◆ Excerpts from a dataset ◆
□ □ □ □ □ □ □

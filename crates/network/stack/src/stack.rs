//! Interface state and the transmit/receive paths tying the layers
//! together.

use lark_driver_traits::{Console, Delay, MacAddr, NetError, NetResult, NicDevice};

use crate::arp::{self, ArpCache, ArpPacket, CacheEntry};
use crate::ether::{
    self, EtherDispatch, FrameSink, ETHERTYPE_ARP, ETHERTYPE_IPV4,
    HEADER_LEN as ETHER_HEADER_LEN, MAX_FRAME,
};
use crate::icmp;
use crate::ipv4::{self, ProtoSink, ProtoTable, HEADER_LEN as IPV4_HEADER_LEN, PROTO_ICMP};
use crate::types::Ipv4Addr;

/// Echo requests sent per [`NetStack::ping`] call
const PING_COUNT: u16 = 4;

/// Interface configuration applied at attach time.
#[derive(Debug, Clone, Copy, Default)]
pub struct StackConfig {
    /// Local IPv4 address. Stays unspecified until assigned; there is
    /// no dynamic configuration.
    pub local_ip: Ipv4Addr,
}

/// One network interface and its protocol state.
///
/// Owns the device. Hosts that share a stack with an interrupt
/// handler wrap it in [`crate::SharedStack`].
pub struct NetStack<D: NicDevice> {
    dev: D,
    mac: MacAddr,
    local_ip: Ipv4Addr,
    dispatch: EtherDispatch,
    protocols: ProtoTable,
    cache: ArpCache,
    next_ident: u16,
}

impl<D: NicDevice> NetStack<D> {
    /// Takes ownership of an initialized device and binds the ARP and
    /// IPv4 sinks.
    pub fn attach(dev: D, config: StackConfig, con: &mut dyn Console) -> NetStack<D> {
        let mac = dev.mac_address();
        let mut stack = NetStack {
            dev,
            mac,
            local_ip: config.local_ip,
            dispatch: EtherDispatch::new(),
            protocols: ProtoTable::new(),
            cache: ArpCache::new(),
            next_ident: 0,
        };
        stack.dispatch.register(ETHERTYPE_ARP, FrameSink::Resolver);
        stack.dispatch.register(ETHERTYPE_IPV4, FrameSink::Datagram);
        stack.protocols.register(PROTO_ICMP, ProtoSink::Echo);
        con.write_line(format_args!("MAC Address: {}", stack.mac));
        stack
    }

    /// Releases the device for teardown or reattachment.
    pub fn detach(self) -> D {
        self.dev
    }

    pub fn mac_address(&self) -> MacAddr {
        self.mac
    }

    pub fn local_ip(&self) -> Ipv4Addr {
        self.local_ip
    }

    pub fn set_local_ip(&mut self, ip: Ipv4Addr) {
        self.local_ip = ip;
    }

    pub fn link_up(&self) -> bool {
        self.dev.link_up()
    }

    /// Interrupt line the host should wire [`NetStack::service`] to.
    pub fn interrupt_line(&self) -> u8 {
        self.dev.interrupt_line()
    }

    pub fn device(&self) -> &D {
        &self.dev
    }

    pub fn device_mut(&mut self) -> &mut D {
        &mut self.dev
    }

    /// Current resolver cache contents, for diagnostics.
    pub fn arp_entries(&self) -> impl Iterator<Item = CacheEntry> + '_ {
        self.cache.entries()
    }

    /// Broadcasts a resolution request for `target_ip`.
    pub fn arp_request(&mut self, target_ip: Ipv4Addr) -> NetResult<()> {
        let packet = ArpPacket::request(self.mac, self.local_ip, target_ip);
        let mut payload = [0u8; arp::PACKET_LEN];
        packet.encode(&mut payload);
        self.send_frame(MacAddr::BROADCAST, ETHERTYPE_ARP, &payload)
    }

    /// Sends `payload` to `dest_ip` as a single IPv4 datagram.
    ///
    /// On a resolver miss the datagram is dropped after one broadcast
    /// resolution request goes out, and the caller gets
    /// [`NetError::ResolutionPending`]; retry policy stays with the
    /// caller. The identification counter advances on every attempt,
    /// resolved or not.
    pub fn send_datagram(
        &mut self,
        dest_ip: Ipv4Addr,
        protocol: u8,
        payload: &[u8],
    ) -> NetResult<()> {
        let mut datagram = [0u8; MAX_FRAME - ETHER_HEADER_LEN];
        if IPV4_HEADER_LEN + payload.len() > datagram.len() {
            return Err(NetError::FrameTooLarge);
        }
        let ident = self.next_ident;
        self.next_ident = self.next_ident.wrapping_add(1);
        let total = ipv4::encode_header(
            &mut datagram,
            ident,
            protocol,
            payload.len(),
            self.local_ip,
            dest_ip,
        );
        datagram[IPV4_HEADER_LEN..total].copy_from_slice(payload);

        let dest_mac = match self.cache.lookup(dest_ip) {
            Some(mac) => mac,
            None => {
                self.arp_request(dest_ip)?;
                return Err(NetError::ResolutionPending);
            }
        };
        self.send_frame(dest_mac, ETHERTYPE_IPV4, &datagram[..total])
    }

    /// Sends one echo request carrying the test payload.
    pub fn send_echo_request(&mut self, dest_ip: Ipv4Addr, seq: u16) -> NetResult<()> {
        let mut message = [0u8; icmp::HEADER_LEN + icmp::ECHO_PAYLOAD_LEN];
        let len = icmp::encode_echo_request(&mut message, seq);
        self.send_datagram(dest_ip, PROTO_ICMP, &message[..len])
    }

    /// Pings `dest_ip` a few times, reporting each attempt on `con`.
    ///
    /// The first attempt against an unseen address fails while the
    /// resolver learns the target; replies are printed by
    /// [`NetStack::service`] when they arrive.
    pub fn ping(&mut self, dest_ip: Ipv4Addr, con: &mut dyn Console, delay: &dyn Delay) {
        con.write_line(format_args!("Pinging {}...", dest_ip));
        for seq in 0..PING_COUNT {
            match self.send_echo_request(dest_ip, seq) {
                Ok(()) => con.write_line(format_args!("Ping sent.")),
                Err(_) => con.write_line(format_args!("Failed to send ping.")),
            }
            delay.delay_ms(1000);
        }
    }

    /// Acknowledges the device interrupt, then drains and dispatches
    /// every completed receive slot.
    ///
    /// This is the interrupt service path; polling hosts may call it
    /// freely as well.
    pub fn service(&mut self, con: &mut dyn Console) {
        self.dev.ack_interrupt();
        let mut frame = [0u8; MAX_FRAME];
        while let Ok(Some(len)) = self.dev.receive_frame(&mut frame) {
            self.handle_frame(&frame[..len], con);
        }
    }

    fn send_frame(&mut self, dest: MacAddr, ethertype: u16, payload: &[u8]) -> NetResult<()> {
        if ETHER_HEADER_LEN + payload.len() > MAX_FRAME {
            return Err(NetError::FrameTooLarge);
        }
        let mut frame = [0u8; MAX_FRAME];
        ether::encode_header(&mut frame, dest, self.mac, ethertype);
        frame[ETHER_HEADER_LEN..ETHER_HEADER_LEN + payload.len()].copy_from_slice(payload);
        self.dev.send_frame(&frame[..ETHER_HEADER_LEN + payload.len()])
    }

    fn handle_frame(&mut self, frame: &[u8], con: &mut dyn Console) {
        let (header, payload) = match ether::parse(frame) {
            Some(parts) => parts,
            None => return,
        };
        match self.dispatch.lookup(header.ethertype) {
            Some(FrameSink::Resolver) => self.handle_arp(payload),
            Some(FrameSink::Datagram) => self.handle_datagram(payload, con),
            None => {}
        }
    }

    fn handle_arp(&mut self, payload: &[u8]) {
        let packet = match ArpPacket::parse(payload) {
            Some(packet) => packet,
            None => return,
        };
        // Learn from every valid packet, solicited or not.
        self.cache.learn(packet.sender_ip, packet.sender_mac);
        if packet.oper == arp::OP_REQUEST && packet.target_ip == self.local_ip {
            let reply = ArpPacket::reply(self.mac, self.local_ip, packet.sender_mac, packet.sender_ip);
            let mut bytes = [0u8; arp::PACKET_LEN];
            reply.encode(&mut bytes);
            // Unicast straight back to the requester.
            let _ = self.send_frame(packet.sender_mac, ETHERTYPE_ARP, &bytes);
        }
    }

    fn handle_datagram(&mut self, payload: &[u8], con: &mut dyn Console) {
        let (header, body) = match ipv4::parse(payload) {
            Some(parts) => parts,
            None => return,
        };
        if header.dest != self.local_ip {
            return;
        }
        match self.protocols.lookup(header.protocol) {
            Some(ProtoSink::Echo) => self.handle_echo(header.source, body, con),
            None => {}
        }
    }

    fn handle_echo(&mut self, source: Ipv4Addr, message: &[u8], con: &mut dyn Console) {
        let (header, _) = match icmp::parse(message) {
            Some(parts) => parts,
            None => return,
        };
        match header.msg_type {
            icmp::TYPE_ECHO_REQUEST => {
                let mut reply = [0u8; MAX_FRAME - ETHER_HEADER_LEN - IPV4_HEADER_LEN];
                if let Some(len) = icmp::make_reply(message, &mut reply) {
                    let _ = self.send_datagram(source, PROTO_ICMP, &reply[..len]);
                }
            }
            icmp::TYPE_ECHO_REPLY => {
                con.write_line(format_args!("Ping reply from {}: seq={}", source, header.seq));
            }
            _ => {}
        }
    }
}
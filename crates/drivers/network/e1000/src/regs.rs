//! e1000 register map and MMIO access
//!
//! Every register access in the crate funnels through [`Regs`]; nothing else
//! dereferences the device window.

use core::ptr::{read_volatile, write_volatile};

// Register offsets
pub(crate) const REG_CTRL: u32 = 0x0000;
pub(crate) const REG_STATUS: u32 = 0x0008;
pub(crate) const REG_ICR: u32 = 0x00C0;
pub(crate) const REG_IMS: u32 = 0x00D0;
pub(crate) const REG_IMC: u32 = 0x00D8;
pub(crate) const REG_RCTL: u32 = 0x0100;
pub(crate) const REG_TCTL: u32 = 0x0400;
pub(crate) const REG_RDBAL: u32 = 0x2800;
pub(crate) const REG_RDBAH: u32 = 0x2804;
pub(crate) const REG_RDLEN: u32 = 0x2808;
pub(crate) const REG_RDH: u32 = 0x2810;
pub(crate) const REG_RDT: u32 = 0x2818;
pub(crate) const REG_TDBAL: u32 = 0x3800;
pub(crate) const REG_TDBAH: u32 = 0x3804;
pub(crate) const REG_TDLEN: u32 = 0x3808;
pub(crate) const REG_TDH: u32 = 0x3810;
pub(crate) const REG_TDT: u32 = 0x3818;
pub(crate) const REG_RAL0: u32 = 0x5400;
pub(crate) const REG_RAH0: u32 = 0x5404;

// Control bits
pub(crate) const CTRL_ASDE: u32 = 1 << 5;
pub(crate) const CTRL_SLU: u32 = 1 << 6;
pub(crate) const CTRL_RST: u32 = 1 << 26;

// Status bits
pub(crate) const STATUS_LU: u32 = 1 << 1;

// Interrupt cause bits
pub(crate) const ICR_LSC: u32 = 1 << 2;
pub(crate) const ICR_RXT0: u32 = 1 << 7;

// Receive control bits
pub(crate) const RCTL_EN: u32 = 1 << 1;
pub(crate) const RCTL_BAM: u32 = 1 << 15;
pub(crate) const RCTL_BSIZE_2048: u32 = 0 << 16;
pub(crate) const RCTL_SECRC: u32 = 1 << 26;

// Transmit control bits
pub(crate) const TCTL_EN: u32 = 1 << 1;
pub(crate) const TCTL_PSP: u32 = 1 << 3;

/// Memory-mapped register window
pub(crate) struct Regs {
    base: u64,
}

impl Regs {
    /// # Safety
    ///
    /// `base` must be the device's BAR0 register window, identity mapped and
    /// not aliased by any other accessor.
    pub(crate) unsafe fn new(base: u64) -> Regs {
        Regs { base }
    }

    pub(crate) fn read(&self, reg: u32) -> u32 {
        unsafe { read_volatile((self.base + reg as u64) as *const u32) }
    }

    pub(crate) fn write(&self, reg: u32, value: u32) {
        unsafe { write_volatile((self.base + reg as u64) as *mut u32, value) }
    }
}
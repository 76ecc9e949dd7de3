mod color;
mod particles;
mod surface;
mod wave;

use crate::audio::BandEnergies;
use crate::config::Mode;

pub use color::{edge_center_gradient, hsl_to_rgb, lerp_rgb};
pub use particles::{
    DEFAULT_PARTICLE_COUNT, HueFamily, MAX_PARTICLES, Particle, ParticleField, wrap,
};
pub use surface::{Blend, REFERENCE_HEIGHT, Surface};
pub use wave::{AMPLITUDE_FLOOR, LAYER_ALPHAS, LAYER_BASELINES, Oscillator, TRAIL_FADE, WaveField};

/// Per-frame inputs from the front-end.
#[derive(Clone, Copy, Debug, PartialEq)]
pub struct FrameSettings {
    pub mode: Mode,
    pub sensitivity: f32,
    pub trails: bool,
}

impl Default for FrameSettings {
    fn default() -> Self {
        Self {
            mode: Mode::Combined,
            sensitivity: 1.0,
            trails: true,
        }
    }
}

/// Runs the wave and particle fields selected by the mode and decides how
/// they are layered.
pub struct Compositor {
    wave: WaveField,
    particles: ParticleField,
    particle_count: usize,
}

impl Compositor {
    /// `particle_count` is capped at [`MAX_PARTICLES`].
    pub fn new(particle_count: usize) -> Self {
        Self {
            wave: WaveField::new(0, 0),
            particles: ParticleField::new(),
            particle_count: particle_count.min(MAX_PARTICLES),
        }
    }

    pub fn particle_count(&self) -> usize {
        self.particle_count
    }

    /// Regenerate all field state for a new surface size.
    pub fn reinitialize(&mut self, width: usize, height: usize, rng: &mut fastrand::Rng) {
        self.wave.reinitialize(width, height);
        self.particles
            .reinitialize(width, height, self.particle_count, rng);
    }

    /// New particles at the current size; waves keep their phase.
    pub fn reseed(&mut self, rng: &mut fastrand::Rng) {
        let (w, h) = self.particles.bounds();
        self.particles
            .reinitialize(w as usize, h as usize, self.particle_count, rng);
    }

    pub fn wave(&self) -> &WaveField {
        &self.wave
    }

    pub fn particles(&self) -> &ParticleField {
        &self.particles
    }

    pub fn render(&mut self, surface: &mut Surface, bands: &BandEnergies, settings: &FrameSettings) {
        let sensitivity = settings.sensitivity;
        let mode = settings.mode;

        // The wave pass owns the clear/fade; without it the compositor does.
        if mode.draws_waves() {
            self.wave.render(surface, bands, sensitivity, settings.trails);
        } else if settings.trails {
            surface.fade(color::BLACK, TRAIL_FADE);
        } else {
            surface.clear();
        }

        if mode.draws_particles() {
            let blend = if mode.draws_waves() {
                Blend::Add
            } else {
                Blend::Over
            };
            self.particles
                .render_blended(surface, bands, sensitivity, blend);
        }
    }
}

□ □ □ □ □ □ □

◆ Aim of the exercise ◆
Look above for the line with "Interrupt cause bits" and the line with "pub(crate) struct Regs". Retype those two lines and every line between them exactly, adding nothing.

◆ Reply ◆
// Interrupt cause bits
pub(crate) const ICR_LSC: u32 = 1 << 2;
pub(crate) const ICR_RXT0: u32 = 1 << 7;

// Receive control bits
pub(crate) const RCTL_EN: u32 = 1 << 1;
pub(crate) const RCTL_BAM: u32 = 1 << 15;
pub(crate) const RCTL_BSIZE_2048: u32 = 0 << 16;
pub(crate) const RCTL_SECRC: u32 = 1 << 26;

// Transmit control bits
pub(crate) const TCTL_EN: u32 = 1 << 1;
pub(crate) const TCTL_PSP: u32 = 1 << 3;

/// Memory-mapped register window
pub(crate) struct Regs {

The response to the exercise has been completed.